(Stored items from a collection)
==*==

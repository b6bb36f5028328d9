mod config;

use anyhow::{Context, Result};
use clap::{Parser, Subcommand};
use config::Config;
use ledger_core::{Block, ErrorKind, LedgerError};
use ledger_storage::{create_chain, open_chain};
use serde::Serialize;
use std::process::ExitCode;
use tracing_subscriber::{fmt, EnvFilter};

#[derive(Parser, Debug)]
#[command(name = "ledger")]
#[command(about = "Single-node proof-of-work ledger")]
struct Cli {
    #[command(flatten)]
    config: Config,

    #[command(subcommand)]
    cmd: Command,
}

#[derive(Subcommand, Debug)]
enum Command {
    /// Create a new chain whose genesis reward goes to ADDRESS
    #[command(name = "createblockchain")]
    CreateBlockchain {
        #[arg(long)]
        address: String,
    },
    /// Print the spendable balance of ADDRESS
    #[command(name = "getbalance")]
    GetBalance {
        #[arg(long)]
        address: String,
    },
    /// Move AMOUNT from one address to another and mine it into a block
    Send {
        #[arg(long)]
        from: String,
        #[arg(long)]
        to: String,
        #[arg(long)]
        amount: u64,
    },
    /// Dump the chain from tip to genesis
    Print {
        /// Emit one JSON object per block
        #[arg(long)]
        json: bool,
    },
    /// Re-check proof-of-work, links and spends across the whole chain
    Verify,
}

#[derive(Serialize)]
struct BlockView {
    hash: String,
    previous_hash: Option<String>,
    nonce: u64,
    transactions: usize,
    valid_proof: bool,
}

impl From<&Block> for BlockView {
    fn from(block: &Block) -> Self {
        Self {
            hash: hex::encode(block.hash),
            previous_hash: block.previous_hash.map(hex::encode),
            nonce: block.nonce,
            transactions: block.transactions.len(),
            valid_proof: block.has_valid_proof(),
        }
    }
}

fn run(cli: Cli) -> Result<()> {
    let data_dir = &cli.config.data_dir;
    match cli.cmd {
        Command::CreateBlockchain { address } => {
            create_chain(data_dir, &address)
                .with_context(|| format!("creating chain in {}", data_dir.display()))?;
            println!("New blockchain created!");
        }
        Command::GetBalance { address } => {
            let chain = open_chain(data_dir)?;
            println!("Balance for {address}: {}", chain.balance(&address)?);
        }
        Command::Send { from, to, amount } => {
            let mut chain = open_chain(data_dir)?;
            let tx = chain.build_transaction(&from, &to, amount)?;
            chain.append(vec![tx])?;
            println!("Successfully sent {amount}, from {from} to {to}");
        }
        Command::Print { json } => {
            let chain = open_chain(data_dir)?;
            for block in chain.iter() {
                let view = BlockView::from(&block?);
                if json {
                    println!("{}", serde_json::to_string(&view)?);
                } else {
                    println!("Hash ==> {}", view.hash);
                    println!("PreviousHash ==> {}", view.previous_hash.unwrap_or_default());
                    println!("Proof of Work ==> {}", view.valid_proof);
                    println!();
                }
            }
        }
        Command::Verify => {
            let chain = open_chain(data_dir)?;
            let blocks = chain.verify()?;
            println!("Chain OK: {blocks} blocks verified");
        }
    }
    Ok(())
}

fn main() -> ExitCode {
    fmt()
        .with_env_filter(EnvFilter::from_default_env())
        .with_writer(std::io::stderr)
        .init();

    let cli = Cli::parse();
    match run(cli) {
        Ok(()) => ExitCode::SUCCESS,
        Err(err) => {
            let label = match err.downcast_ref::<LedgerError>().map(LedgerError::kind) {
                Some(ErrorKind::Integrity) => "integrity error",
                Some(ErrorKind::Resource) => "storage error",
                _ => "error",
            };
            eprintln!("{label}: {err:#}");
            ExitCode::FAILURE
        }
    }
}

==*==

== Problem statement ==
In the answer, the lines from the first line of the data above through the line containing "use serde::Serialize;" must appear exactly as written, with nothing else.

== Exercise output ==
repository b6bb36f5028328d9
mod config;

use anyhow::{Context, Result};
use clap::{Parser, Subcommand};
use config::Config;
use ledger_core::{Block, ErrorKind, LedgerError};
use ledger_storage::{create_chain, open_chain};
use serde::Serialize;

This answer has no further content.